Yulan Xiong, PhD

Name of Institution:

Kansas State University (KSU), Manhattan, KS

Project Title:

Functional Analysis of LRRK2 Enzymatic Activities with Aging


Yulan Xiong, PhD

Dr. Xiong is an Assistant Professor at KSU. The Xiong lab focuses on understanding the mechanisms underlying aging and neurodegenerative diseases, with specific emphasis on Parkinson’s disease (PD). Dr. Xiong’s group aims to understand the molecular pathophysiology of PD using various model systems including yeast, Drosophila, mice, primary and human neuronal cultures. Prior to her current position, Dr. Xiong was trained as an APDA Fellow and a Michael J. Fox Foundation Rapid Response Innovation Awardee with Drs. Ted and Valina Dawson in the Institute for Cell Engineering and promoted to an Assistant Professor in the Department of Neurology at the Johns Hopkins University School of Medicine. She is currently an awardee of William N. & Bernice E. Bumpus Foundation Innovation Award and NIH/NIA K01 award.
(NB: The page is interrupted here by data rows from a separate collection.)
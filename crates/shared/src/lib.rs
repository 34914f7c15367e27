//! SupportDesk Shared Types and Utilities
//!
//! Types, wire schemas and the proxy-token scheme used by both the server
//! and the end-user side of SupportDesk.

pub mod error;
pub mod secure;
pub mod types;
pub mod wire;

pub use error::*;
pub use types::*;
pub use wire::*;
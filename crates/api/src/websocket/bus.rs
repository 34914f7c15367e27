//! Group-addressed publish/subscribe
//!
//! A group is named after a room (`chat_<room_id>`). Every member joined
//! to a group receives one copy of every event published to it, in the
//! order the bus accepted the publishes.

use std::collections::HashMap;

use async_trait::async_trait;
use supportdesk_shared::GroupEvent;
use tokio::sync::{mpsc, RwLock};
use uuid::Uuid;

/// Channel a member's socket writer drains
pub type EventSender = mpsc::UnboundedSender<GroupEvent>;

/// One connection's subscription to a group
#[derive(Debug, Clone)]
pub struct GroupMember {
    /// Unique session ID of the owning connection
    pub session_id: Uuid,
    sender: EventSender,
}

impl GroupMember {
    pub fn new(session_id: Uuid, sender: EventSender) -> Self {
        Self { session_id, sender }
    }

    /// Returns Err if the owning connection has gone away
    #[allow(clippy::result_large_err)] // Error type is from tokio mpsc, containing the failed event
    fn deliver(&self, event: GroupEvent) -> Result<(), mpsc::error::SendError<GroupEvent>> {
        self.sender.send(event)
    }
}

#[async_trait]
pub trait BroadcastBus: Send + Sync {
    async fn join(&self, group: &str, member: GroupMember) -> Result<(), BusError>;

    /// Remove a member. Unknown groups and members are ignored.
    async fn leave(&self, group: &str, session_id: Uuid);

    async fn publish(&self, group: &str, event: GroupEvent) -> Result<(), BusError>;
}

#[derive(Debug, thiserror::Error)]
pub enum BusError {
    #[error("Redis error: {0}")]
    Redis(#[from] redis::RedisError),
    #[error("Event serialization failed: {0}")]
    Serialization(#[from] serde_json::Error),
    #[error("Not subscribed to room events")]
    NotSubscribed,
}

/// In-process bus: groups are a map of member lists
pub struct LocalBus {
    groups: RwLock<HashMap<String, Vec<GroupMember>>>,
}

impl LocalBus {
    pub fn new() -> Self {
        Self {
            groups: RwLock::new(HashMap::new()),
        }
    }

    /// Fan an event out to every current member of a group
    ///
    /// Holds the write lock for the whole fan-out so concurrent publishers
    /// cannot interleave. Members whose connection is gone are skipped.
    pub async fn deliver(&self, group: &str, event: GroupEvent) -> usize {
        let groups = self.groups.write().await;
        let Some(members) = groups.get(group) else {
            tracing::debug!(group = %group, "No members in group - event dropped");
            return 0;
        };

        let mut success_count = 0;
        let mut failed_count = 0;
        for member in members {
            match member.deliver(event.clone()) {
                Ok(()) => success_count += 1,
                Err(_) => {
                    failed_count += 1;
                    tracing::warn!(
                        session_id = %member.session_id,
                        "Failed to deliver event to member (likely closed)"
                    );
                }
            }
        }

        tracing::debug!(
            group = %group,
            recipients = success_count,
            failed = failed_count,
            "Delivered event to group"
        );
        success_count
    }

    /// Number of members joined to a group
    pub async fn group_size(&self, group: &str) -> usize {
        let groups = self.groups.read().await;
        groups.get(group).map(|v| v.len()).unwrap_or(0)
    }

    /// Number of groups with at least one member
    pub async fn group_count(&self) -> usize {
        self.groups.read().await.len()
    }
}

impl Default for LocalBus {
    fn default() -> Self {
        Self::new()
    }
}

#[async_trait]
impl BroadcastBus for LocalBus {
    async fn join(&self, group: &str, member: GroupMember) -> Result<(), BusError> {
        let mut groups = self.groups.write().await;
        let session_id = member.session_id;
        let members = groups.entry(group.to_string()).or_default();
        members.retain(|m| m.session_id != session_id);
        members.push(member);

        tracing::debug!(
            group = %group,
            session_id = %session_id,
            group_size = members.len(),
            "Member joined group"
        );
        Ok(())
    }

    async fn leave(&self, group: &str, session_id: Uuid) {
        let mut groups = self.groups.write().await;
        if let Some(members) = groups.get_mut(group) {
            members.retain(|m| m.session_id != session_id);

            if members.is_empty() {
                groups.remove(group);
                tracing::debug!(group = %group, "Removed empty group");
            } else {
                tracing::debug!(
                    group = %group,
                    session_id = %session_id,
                    group_size = members.len(),
                    "Member left group"
                );
            }
        }
    }

    async fn publish(&self, group: &str, event: GroupEvent) -> Result<(), BusError> {
        self.deliver(group, event).await;
        Ok(())
    }
}
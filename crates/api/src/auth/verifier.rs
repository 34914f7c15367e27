//! Credential verification for room connections
//!
//! Two credential kinds are accepted:
//! - **Session token**: JWT issued to staff at login
//! - **Proxy token**: HMAC of the end-user's platform id keyed by the bot's
//!   issuer secret, presented by end-users coming through a bot

use std::sync::Arc;

use supportdesk_shared::secure::{decode_proxy_token, macs_match, proxy_mac, PROXY_TOKEN_LEN};
use supportdesk_shared::{Identity, RoomId};

use super::jwt::{JwtError, JwtManager};
use super::AuthError;
use crate::store::RecordStore;

/// Stateless verifier for both credential kinds
#[derive(Clone)]
pub struct TokenVerifier {
    jwt: JwtManager,
    store: Arc<dyn RecordStore>,
}

impl TokenVerifier {
    pub fn new(jwt: JwtManager, store: Arc<dyn RecordStore>) -> Self {
        Self { jwt, store }
    }

    /// Verify a staff session token and resolve the principal it names
    pub async fn verify_session(&self, token: &str) -> Result<Identity, AuthError> {
        let claims = self.jwt.validate_token(token).map_err(|e| {
            tracing::debug!(error = %e, "Session token rejected");
            match e {
                JwtError::Expired => AuthError::InvalidCredential("Token has expired".to_string()),
                _ => AuthError::InvalidCredential("Invalid or expired token".to_string()),
            }
        })?;

        let user = self
            .store
            .find_user(claims.user_id)
            .await?
            .ok_or_else(|| AuthError::InvalidCredential("Invalid or expired token".to_string()))?;

        Ok(Identity {
            id: user.id,
            kind: user.kind,
        })
    }

    /// Verify an end-user proxy token against the room it is presented for
    pub async fn verify_proxy(&self, room_id: RoomId, token: &str) -> Result<Identity, AuthError> {
        let room = self
            .store
            .find_room(room_id)
            .await?
            .ok_or_else(|| AuthError::InvalidCredential("Chat not found".to_string()))?;

        let presented = decode_proxy_token(token)
            .map_err(|_| AuthError::InvalidCredential("Malformed secure key".to_string()))?;
        if presented.len() != PROXY_TOKEN_LEN {
            return Err(AuthError::InvalidCredential("Malformed secure key".to_string()));
        }

        let expected = proxy_mac(&room.bot_secret.to_string(), &room.client_external_id)
            .map_err(|_| AuthError::InvalidCredential("Invalid bot credentials".to_string()))?;

        if !macs_match(&presented, &expected) {
            tracing::debug!(room_id = %room_id, "Proxy token does not match room owner");
            return Err(AuthError::CredentialMismatch);
        }

        Ok(Identity::end_user(room.client_id))
    }
}

#[cfg(test)]
#[allow(clippy::unwrap_used, clippy::expect_used)]
mod tests {
    use super::*;
    use crate::auth::jwt::Claims;
    use crate::store::MemoryStore;
    use base64::engine::general_purpose::URL_SAFE;
    use base64::Engine as _;
    use supportdesk_shared::secure::generate_proxy_token;
    use supportdesk_shared::IdentityKind;
    use time::{Duration, OffsetDateTime};
    use uuid::Uuid;

    const JWT_SECRET: &str = "test-secret-key-at-least-32-chars!";

    struct Fixture {
        store: Arc<MemoryStore>,
        verifier: TokenVerifier,
        jwt: JwtManager,
    }

    fn fixture() -> Fixture {
        let store = Arc::new(MemoryStore::new());
        let jwt = JwtManager::new(JWT_SECRET, 24);
        let verifier = TokenVerifier::new(jwt.clone(), store.clone());
        Fixture { store, verifier, jwt }
    }

    #[tokio::test]
    async fn test_session_token_resolves_staff() {
        let f = fixture();
        let agent = f.store.add_agent("alice", "hash").await;
        let token = f.jwt.generate_access_token(agent.id).unwrap();

        let identity = f.verifier.verify_session(&token).await.unwrap();
        assert_eq!(identity, Identity::staff(agent.id));
    }

    #[tokio::test]
    async fn test_session_token_for_unknown_user() {
        let f = fixture();
        let token = f.jwt.generate_access_token(Uuid::new_v4()).unwrap();

        let result = f.verifier.verify_session(&token).await;
        assert!(matches!(result, Err(AuthError::InvalidCredential(_))));
    }

    #[tokio::test]
    async fn test_expired_session_tokens_rejected() {
        let f = fixture();
        let agent = f.store.add_agent("alice", "hash").await;

        // Expired by two minutes up to a week: all beyond the allowed skew
        for minutes_past in [2, 30, 60 * 24, 60 * 24 * 7] {
            let exp = OffsetDateTime::now_utc() - Duration::minutes(minutes_past);
            let token = f
                .jwt
                .encode_claims(&Claims {
                    user_id: agent.id,
                    iat: (exp - Duration::hours(1)).unix_timestamp(),
                    exp: exp.unix_timestamp(),
                    jti: Uuid::new_v4().to_string(),
                })
                .unwrap();

            let result = f.verifier.verify_session(&token).await;
            assert!(
                matches!(result, Err(AuthError::InvalidCredential(_))),
                "token expired {minutes_past} minutes ago was accepted"
            );
        }
    }

    #[tokio::test]
    async fn test_malformed_session_token() {
        let f = fixture();
        for token in ["", "abc", "a.b.c"] {
            assert!(matches!(
                f.verifier.verify_session(token).await,
                Err(AuthError::InvalidCredential(_))
            ));
        }
    }

    #[tokio::test]
    async fn test_proxy_token_accepted_for_room_owner() {
        let f = fixture();
        let bot = f.store.add_bot("support-bot").await;
        let room = f.store.open_request(bot.id, "42", "Alice", "Billing question").await.unwrap();
        let record = f.store.find_room(room).await.unwrap().unwrap();

        let token = generate_proxy_token(&bot.secret_key.to_string(), "42").unwrap();
        let identity = f.verifier.verify_proxy(room, &token).await.unwrap();

        assert_eq!(identity.kind, IdentityKind::EndUser);
        assert_eq!(identity.id, record.client_id);
    }

    #[tokio::test]
    async fn test_proxy_token_rejects_every_single_bit_mutation() {
        let f = fixture();
        let bot = f.store.add_bot("support-bot").await;
        let room = f.store.open_request(bot.id, "42", "Alice", "Theme").await.unwrap();
        let secret = bot.secret_key.to_string();
        let mac = proxy_mac(&secret, "42").unwrap();

        for byte in 0..mac.len() {
            for bit in 0..8 {
                let mut mutated = mac;
                mutated[byte] ^= 1 << bit;
                let token = URL_SAFE.encode(mutated);
                assert!(
                    matches!(
                        f.verifier.verify_proxy(room, &token).await,
                        Err(AuthError::CredentialMismatch)
                    ),
                    "mutation of byte {byte} bit {bit} accepted"
                );
            }
        }

        // Bit flips in the encoded text either fail to decode or mismatch
        let token = generate_proxy_token(&secret, "42").unwrap();
        for index in 0..token.len() {
            for bit in 0..7 {
                let mut bytes = token.clone().into_bytes();
                bytes[index] ^= 1 << bit;
                let Ok(mutated) = String::from_utf8(bytes) else {
                    continue;
                };
                assert!(f.verifier.verify_proxy(room, &mutated).await.is_err());
            }
        }
    }

    #[tokio::test]
    async fn test_proxy_token_for_other_end_user() {
        let f = fixture();
        let bot = f.store.add_bot("support-bot").await;
        let room = f.store.open_request(bot.id, "42", "Alice", "Theme").await.unwrap();

        let token = generate_proxy_token(&bot.secret_key.to_string(), "43").unwrap();
        assert!(matches!(
            f.verifier.verify_proxy(room, &token).await,
            Err(AuthError::CredentialMismatch)
        ));
    }

    #[tokio::test]
    async fn test_proxy_token_lookup_miss_and_garbage() {
        let f = fixture();
        let bot = f.store.add_bot("support-bot").await;
        let room = f.store.open_request(bot.id, "42", "Alice", "Theme").await.unwrap();
        let token = generate_proxy_token(&bot.secret_key.to_string(), "42").unwrap();

        assert!(matches!(
            f.verifier.verify_proxy(RoomId::new(), &token).await,
            Err(AuthError::InvalidCredential(_))
        ));
        assert!(matches!(
            f.verifier.verify_proxy(room, "%%%").await,
            Err(AuthError::InvalidCredential(_))
        ));
        assert!(matches!(
            f.verifier.verify_proxy(room, &URL_SAFE.encode([0u8; 16])).await,
            Err(AuthError::InvalidCredential(_))
        ));
    }
}
//! Line-oriented console commands

/// Accepted theme length in characters
pub const THEME_LEN: std::ops::RangeInclusive<usize> = 3..=255;

#[derive(Debug, Clone, PartialEq, Eq)]
pub enum Command {
    /// `/new <theme>`: open a ticket and connect to it
    New(String),
    /// `/quit`
    Quit,
    /// Anything else is sent to the active room
    Say(String),
    Empty,
}

pub fn parse_command(line: &str) -> Command {
    let line = line.trim();
    if line.is_empty() {
        return Command::Empty;
    }
    if line == "/quit" {
        return Command::Quit;
    }
    if line == "/new" {
        return Command::New(String::new());
    }
    if let Some(theme) = line.strip_prefix("/new ") {
        return Command::New(theme.trim().to_string());
    }
    Command::Say(line.to_string())
}

/// Check a ticket theme before it is sent to the backend
pub fn validate_theme(theme: &str) -> Result<&str, String> {
    let len = theme.chars().count();
    if THEME_LEN.contains(&len) {
        Ok(theme)
    } else {
        Err(format!(
            "Theme must be {} to {} characters long (got {})",
            THEME_LEN.start(),
            THEME_LEN.end(),
            len
        ))
    }
}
Research Objectives and Relevance to Diagnosis/Treatment of PD:

Mutations in LRRK2 are the most common genetic causes of Parkinson’s disease (PD). But the mechanisms that regulate LRRK2 function remain unclear. The LRRK2 protein includes two important enzymatic domains: a GTPase domain and a kinase domain. It is unclear how the GTPase and kinase activities regulate LRRK2 functions in vivo. It is believed that aging is the greatest risk factor for the development of Parkinson’s disease. However, how normal aging interacts with genetic factors to contribute to PD is poorly understood. The objective of this proposal is to investigate how aging affects LRRK2 enzymatic activities in vivo.
To this end, we have successfully developed a novel LRRK2 mouse aging model with improved and progressive DA neuron degeneration and accompanying behavioral deficits with aging. Using this LRRK2 mouse model, we will functionally analyze LRRK2 kinase and GTPase activities in vivo with aging.
Given strong genetic links of LRRK2, it represents a clear and compelling target for therapeutic development for PD. Understand LRRK2 enzymatic function with aging will provide novel insight into molecular mechanisms associated with PD.